Task instructions. Where the records below show a line containing "-1, hour: 2, min: 0, sec: 0", start copying; end with the line containing "let tz = Tz::Rule(est5edt_2007());", and copy it too.

Data provided.
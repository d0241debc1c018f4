//! Timezone rule representations and UTC↔local adjustment.
//!
//! Two encodings cover every supported source: [`TzRule`] carries a base
//! offset plus symbolic per-year DST rules (POSIX-TZ strings, the INI
//! format), while [`TzOlson`] carries an explicit transition list compiled
//! from a tzfile. Offsets are stored as seconds to *add* to UTC to obtain
//! local time (negative in the Americas), regardless of the sign convention
//! of the source syntax.

use super::{days_in_month, fromgm, is_valid_day, togm, LocalTime, Time};

/// When a DST change happens within a year: the `occur`-th `wday` of
/// `month` at the given wall-clock time. Negative `occur` counts from the
/// end of the month.
#[derive(Debug, Clone, Copy, Default, PartialEq, Eq)]
pub struct DstChange {
    pub month: i32,
    pub wday: i32,
    pub occur: i32,
    pub hour: i32,
    pub min: i32,
    pub sec: i32,
}

/// DST schedule for one year (and, by extension, every earlier year not
/// covered by an older rule).
#[derive(Debug, Clone, Default)]
pub struct DstRule {
    pub year: i64,
    /// Standard offset from UTC, seconds east.
    pub offset: i64,
    /// Offset while DST is in effect, seconds east.
    pub offset_dst: i64,
    pub start: DstChange,
    pub end: DstChange,
}

/// A rule-based timezone: standard offset, abbreviations, and a list of
/// [`DstRule`]s held sorted descending by year.
#[derive(Debug, Clone, Default)]
pub struct TzRule {
    pub name: String,
    pub abbr: String,
    pub abbr_dst: Option<String>,
    /// Standard offset from UTC, seconds east.
    pub offset: i64,
    adjusts: Vec<DstRule>,
}

impl TzRule {
    pub fn new() -> TzRule {
        TzRule::default()
    }

    /// Add a DST rule. Only one rule per year is allowed.
    pub fn add_dst_adjust(&mut self, adjust: DstRule) -> bool {
        if self.adjusts.iter().any(|a| a.year == adjust.year) {
            return false;
        }
        let pos = self
            .adjusts
            .partition_point(|a| a.year > adjust.year);
        self.adjusts.insert(pos, adjust);
        true
    }

    /// Newest rule at or before `year`; times before the oldest rule fall
    /// back to the oldest rule.
    fn get_rule(&self, year: i64) -> Option<&DstRule> {
        self.adjusts
            .iter()
            .find(|a| a.year <= year)
            .or_else(|| self.adjusts.last())
    }

    /// Offset and DST flag for a broken-down local time.
    fn get_offset(&self, lt: &LocalTime) -> (i64, bool) {
        let adjust = match self.get_rule(lt.year) {
            Some(a) => a,
            None => return (self.offset, false),
        };

        if adjust.start.month == 0 || !rule_isdst(adjust, lt) {
            (adjust.offset, false)
        } else {
            (adjust.offset_dst, true)
        }
    }

    pub(crate) fn adjust_tolocal(&self, gmt: Time) -> (i64, bool, Option<&str>) {
        if self.adjusts.is_empty() {
            return (self.offset, false, Some(self.abbr.as_str()));
        }

        // The adjustment may push the local time across a year boundary, so
        // resolve the year twice.
        let year = togm(gmt).year;
        let adjust = match self.get_rule(year) {
            Some(a) => a,
            None => return (self.offset, false, Some(self.abbr.as_str())),
        };
        let lt = togm(gmt + adjust.offset);

        let (offset, isdst) = self.get_offset(&lt);
        let abbr = if isdst {
            self.abbr_dst.as_deref().or(Some(self.abbr.as_str()))
        } else {
            Some(self.abbr.as_str())
        };
        (offset, isdst, abbr)
    }

    fn adjust_fromlocal(&self, lt: &LocalTime) -> i64 {
        let (offset, _) = self.get_offset(lt);
        -offset
    }
}

/// UTC timestamp of a [`DstChange`] in `year`, interpreting the change's
/// wall-clock fields as-is.
fn change_to_time(change: &DstChange, year: i64) -> Option<Time> {
    if change.occur == 0 {
        return None;
    }

    let mut atime = LocalTime {
        year,
        month: i64::from(change.month),
        hour: i64::from(change.hour),
        min: i64::from(change.min),
        sec: i64::from(change.sec),
        ..Default::default()
    };

    let start_day = if change.occur > 0 {
        1
    } else {
        let d = days_in_month(year, i64::from(change.month));
        if d == 0 {
            return None;
        }
        d
    };
    atime.day = start_day;

    // Weekday of the anchor day.
    fromgm(&mut atime);

    let wday = i64::from(change.wday);
    let occur = i64::from(change.occur);
    let day = if occur > 0 {
        1 + (wday - atime.wday).rem_euclid(7) + 7 * (occur - 1)
    } else {
        start_day - (atime.wday - wday).rem_euclid(7) + 7 * (occur + 1)
    };

    if !is_valid_day(year, i64::from(change.month), day) {
        return None;
    }
    atime.day = day;
    Some(fromgm(&mut atime))
}

fn rule_isdst_mid(cur: Time, dststart: Time, dstend: Time, offset_diff: i64, isdst: bool) -> bool {
    // A wall clock in the fall-back window occurs twice; the isdst hint
    // selects the second (standard-time) occurrence.
    if !isdst && cur <= dstend && cur >= dstend - offset_diff {
        return false;
    }
    cur >= dststart && cur <= dstend
}

fn rule_isdst_ends(cur: Time, dststart: Time, dstend: Time, offset_diff: i64, isdst: bool) -> bool {
    // Southern-hemisphere style: DST spans the year boundary.
    if !isdst && cur <= dststart && cur >= dststart - offset_diff {
        return false;
    }
    cur >= dststart || cur <= dstend
}

fn rule_isdst(adjust: &DstRule, lt: &LocalTime) -> bool {
    let dststart = match change_to_time(&adjust.start, lt.year) {
        Some(t) => t,
        None => return false,
    };
    let dstend = match change_to_time(&adjust.end, lt.year) {
        Some(t) => t,
        None => return false,
    };

    let mut scratch = lt.clone();
    let cur = fromgm(&mut scratch);
    let offset_diff = adjust.offset.abs() - adjust.offset_dst.abs();
    let isdst = lt.isdst == 1;

    if dststart < dstend {
        rule_isdst_mid(cur, dststart, dstend, offset_diff, isdst)
    } else if dststart > dstend {
        rule_isdst_ends(cur, dststart, dstend, offset_diff, isdst)
    } else {
        cur == dststart
    }
}

/* - - - - - - - - - - - - - - - - - - - - - - - - - - - - - - - - - - - - - */

const ONE_DAY: i64 = 86_400;

/// One compiled tzfile transition.
#[derive(Debug, Clone)]
pub struct OlsonTransition {
    /// UTC time the transition takes effect.
    pub start: Time,
    /// Seconds east of UTC from this transition on.
    pub offset: i64,
    pub isdst: bool,
    /// Index into [`TzOlson`]'s abbreviation table.
    pub abbr_idx: usize,
}

/// A timezone compiled from an Olson tzfile: interned abbreviations plus a
/// transition list held sorted descending by start time (newest first).
#[derive(Debug, Clone, Default)]
pub struct TzOlson {
    abbrs: Vec<String>,
    transitions: Vec<OlsonTransition>,
}

impl TzOlson {
    pub fn new() -> TzOlson {
        TzOlson::default()
    }

    pub fn intern_abbr(&mut self, abbr: &str) -> usize {
        match self.abbrs.iter().position(|a| a == abbr) {
            Some(idx) => idx,
            None => {
                self.abbrs.push(abbr.to_string());
                self.abbrs.len() - 1
            }
        }
    }

    pub fn abbr(&self, idx: usize) -> Option<&str> {
        self.abbrs.get(idx).map(|s| s.as_str())
    }

    pub fn insert_transition(&mut self, transition: OlsonTransition) {
        let pos = self
            .transitions
            .partition_point(|t| t.start > transition.start);
        self.transitions.insert(pos, transition);
    }

    pub fn num_transitions(&self) -> usize {
        self.transitions.len()
    }

    /// Latest transition at or before `gmt`. A time before the first
    /// transition maps to the earliest non-DST transition (or the earliest
    /// overall when the zone has never seen standard time).
    fn get_transition(&self, gmt: Time) -> Option<&OlsonTransition> {
        let idx = self.transitions.partition_point(|t| t.start > gmt);
        if let Some(t) = self.transitions.get(idx) {
            return Some(t);
        }
        self.transitions
            .iter()
            .rev()
            .find(|t| !t.isdst)
            .or_else(|| self.transitions.last())
    }

    pub(crate) fn adjust_tolocal(&self, gmt: Time) -> (i64, bool, Option<&str>) {
        match self.get_transition(gmt) {
            Some(t) => (t.offset, t.isdst, self.abbr(t.abbr_idx)),
            None => (0, false, None),
        }
    }

    /// Resolve a local wall-clock time to its UTC offset.
    ///
    /// One day of slack on each side is more than any real offset and less
    /// than the minimum spacing between transitions, so at most two
    /// transitions can cover the local time. A transition is valid when
    /// reversing its offset still lands at-or-after its start. In the
    /// fall-back window both are valid and the isdst hint picks one; if the
    /// ambiguity is not a DST distinction at all (e.g. Warsaw 1915) the
    /// later transition wins.
    fn adjust_fromlocal(&self, lt: &LocalTime) -> i64 {
        let mut scratch = lt.clone();
        let tstamp = fromgm(&mut scratch);

        let prev = self.get_transition(tstamp - ONE_DAY);
        let next = self.get_transition(tstamp + ONE_DAY);

        let (prev, next) = match (prev, next) {
            (None, None) => return 0,
            (Some(p), None) => return -p.offset,
            (None, Some(n)) => return -n.offset,
            (Some(p), Some(n)) => (p, n),
        };

        if std::ptr::eq(prev, next) {
            return -prev.offset;
        }

        let prev_valid = tstamp - prev.offset >= prev.start;
        let next_valid = tstamp - next.offset >= next.start;

        match (prev_valid, next_valid) {
            (true, false) => return -prev.offset,
            (false, true) => return -next.offset,
            (false, false) => return 0,
            (true, true) => {}
        }

        if prev.isdst && !next.isdst {
            return if lt.isdst == 1 { -prev.offset } else { -next.offset };
        }
        if !prev.isdst && next.isdst {
            return if lt.isdst == 1 { -next.offset } else { -prev.offset };
        }

        -next.offset
    }
}

/* - - - - - - - - - - - - - - - - - - - - - - - - - - - - - - - - - - - - - */

/// A loaded timezone, either rule-based or transition-based.
#[derive(Debug, Clone)]
pub enum Tz {
    Rule(TzRule),
    Olson(TzOlson),
}

impl Tz {
    /// `(offset_east, isdst, abbr)` in effect at UTC time `t`.
    pub fn adjust_tolocal(&self, t: Time) -> (i64, bool, Option<&str>) {
        match self {
            Tz::Rule(r) => r.adjust_tolocal(t),
            Tz::Olson(o) => o.adjust_tolocal(t),
        }
    }

    /// Seconds to add to a local-time-interpreted-as-UTC stamp to obtain
    /// real UTC.
    pub fn adjust_fromlocal(&self, lt: &LocalTime) -> i64 {
        match self {
            Tz::Rule(r) => r.adjust_fromlocal(lt),
            Tz::Olson(o) => o.adjust_fromlocal(lt),
        }
    }
}

#[cfg(test)]
mod tests {
    use super::*;

    fn est5edt_2007() -> TzRule {
        let mut tz = TzRule {
            name: "EST5EDT".into(),
            abbr: "EST".into(),
            abbr_dst: Some("EDT".into()),
            offset: -18_000,
            ..Default::default()
        };
        tz.add_dst_adjust(DstRule {
            year: 0,
            offset: -18_000,
            offset_dst: -14_400,
            start: DstChange { month: 3, wday: 0, occur: 2, hour: 2, min: 0, sec: 0 },
            end: DstChange { month: 11, wday: 0, occur: 1, hour: 2, min: 0, sec: 0 },
        });
        tz
    }

    #[test]
    fn change_day_second_sunday_march_2013() {
        let change = DstChange { month: 3, wday: 0, occur: 2, hour: 2, min: 0, sec: 0 };
        let t = change_to_time(&change, 2013).unwrap();
        let lt = togm(t);
        assert_eq!((lt.month, lt.day, lt.hour), (3, 10, 2));
    }

    #[test]
    fn change_day_last_sunday() {
        let change = DstChange { month: 10, wday: 0, occur: -1, hour: 2, min: 0, sec: 0 };
        let t = change_to_time(&change, 2013).unwrap();
        let lt = togm(t);
        assert_eq!((lt.month, lt.day), (10, 27));
    }

    #[test]
    fn rule_fallback_hint() {
        let tz = Tz::Rule(est5edt_2007());

        // 2013-11-03 01:00:11 happens twice in America/New_York.
        let mut lt = LocalTime {
            year: 2013,
            month: 11,
            day: 3,
            hour: 1,
            min: 0,
            sec: 11,
            isdst: 1,
            ..Default::default()
        };
        let mut scratch = lt.clone();
        let as_utc = fromgm(&mut scratch);
        scratch.isdst = 1;
        assert_eq!(as_utc + tz.adjust_fromlocal(&scratch), 1_383_454_811);
        scratch.isdst = 0;
        assert_eq!(as_utc + tz.adjust_fromlocal(&scratch), 1_383_458_411);
        lt.isdst = 0;
        let t = crate::time::from_local(&mut lt, Some(&tz));
        assert_eq!(t, 1_383_458_411);
        assert_eq!(lt.gmtoff, -18_000);
        assert_eq!(lt.isdst, 0);
    }

    #[test]
    fn rule_tolocal_summer() {
        let tz = est5edt_2007();
        let (offset, isdst, abbr) = tz.adjust_tolocal(1_464_900_596);
        assert_eq!(offset, -14_400);
        assert!(isdst);
        assert_eq!(abbr, Some("EDT"));
    }

    #[test]
    fn rule_tolocal_winter() {
        let tz = est5edt_2007();
        let (offset, isdst, abbr) = tz.adjust_tolocal(1_359_638_780);
        assert_eq!(offset, -18_000);
        assert!(!isdst);
        assert_eq!(abbr, Some("EST"));
    }

    #[test]
    fn olson_before_first_transition_uses_std() {
        let mut tz = TzOlson::new();
        let std_idx = tz.intern_abbr("XST");
        let dst_idx = tz.intern_abbr("XDT");
        tz.insert_transition(OlsonTransition { start: 1_000, offset: -3600, isdst: false, abbr_idx: std_idx });
        tz.insert_transition(OlsonTransition { start: 2_000, offset: 0, isdst: true, abbr_idx: dst_idx });

        let (offset, isdst, abbr) = tz.adjust_tolocal(10);
        assert_eq!(offset, -3600);
        assert!(!isdst);
        assert_eq!(abbr, Some("XST"));

        let (offset, isdst, _) = tz.adjust_tolocal(2_500);
        assert_eq!(offset, 0);
        assert!(isdst);
    }
}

Answer.
        let change = DstChange { month: 10, wday: 0, occur: -1, hour: 2, min: 0, sec: 0 };
        let t = change_to_time(&change, 2013).unwrap();
        let lt = togm(t);
        assert_eq!((lt.month, lt.day), (10, 27));
    }

    #[test]
    fn rule_fallback_hint() {
        let tz = Tz::Rule(est5edt_2007());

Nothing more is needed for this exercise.